China puts pressure on neighbours to close border casinos
BEIJING (AP) - Pressure from China has forced the closure of more than 100 casinos operating along its borders due to worries the operations were being used to launder embezzled money, a Chinese newspaper reported. Gambling is illegal on the Chinese mainland but many Chinese travel outside the country to gamble, with casinos just over the border in Vietnam and Myanmar popular in the south, along with others over the border in Russia in the north.
The China Daily newspaper said police action and co-operation from other countries had seen the number of casinos drop from 149 in 2005 to 28 now.
"We expect the number will continue to drop this year," Zhang Jun, a Ministry of Public Security official involved in the crackdown, was quoted saying by the newspaper.

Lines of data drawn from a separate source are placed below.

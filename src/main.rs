//! # Registry Main Entry Point
//!
//! Loads layered configuration, sets up tracing and the database pool, then
//! either serves HTTP or only applies migrations.

use std::path::PathBuf;

use anyhow::{Context, Result};
use clap::{Parser, Subcommand};
use registry::{
    config::ConfigLoader,
    db,
    server::run_server,
    telemetry,
};

#[derive(Parser, Debug)]
#[clap(name = "registry")]
#[clap(about = "Registry of companies, machines and machine documents")]
struct Args {
    /// Directory holding the .env files (defaults to the working directory)
    #[clap(long)]
    env_dir: Option<PathBuf>,

    #[clap(subcommand)]
    command: Option<Command>,
}

#[derive(Subcommand, Debug, Clone, Copy, PartialEq, Eq)]
enum Command {
    /// Apply migrations and serve HTTP (default)
    Serve,
    /// Apply pending migrations and exit
    Migrate,
}

#[tokio::main]
async fn main() -> Result<()> {
    let args = Args::parse();

    let loader = match args.env_dir {
        Some(dir) => ConfigLoader::with_base_dir(dir),
        None => ConfigLoader::new(),
    };
    let config = loader.load().context("loading configuration")?;

    telemetry::init_tracing(&config).context("initializing tracing")?;

    tracing::info!(profile = %config.profile, "Loaded configuration");
    if let Ok(redacted_json) = config.redacted_json() {
        tracing::debug!(config = %redacted_json, "Effective configuration");
    }

    let command = args.command.unwrap_or(Command::Serve);
    let db = db::init_pool(&config)
        .await
        .context("initializing database connection pool")?;

    if command == Command::Migrate || config.run_migrations {
        db::run_migrations(&db).await.context("running migrations")?;
    }

    match command {
        Command::Migrate => {
            tracing::info!("Migrations applied");
            Ok(())
        }
        Command::Serve => run_server(config, db).await,
    }
}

He said some cities helped by banning their casinos from admitting Chinese.
The newspaper said the casinos were being used to launder embezzled government funds or illegal business earnings.
The China Centre for Lottery Studies at Peking University has estimated the equivalent of C$118 billion was bet underground and overseas last year, about 10 times the amount that was spent on state-run lotteries.
The Communist party banned gambling when it took power in 1949 but it has resurfaced in recent years as the economy has opened up.
Legalized gambling has boomed in the territory Macau since it returned to Chinese rule in 1999. But gamblers and their spending can be more closely monitored there.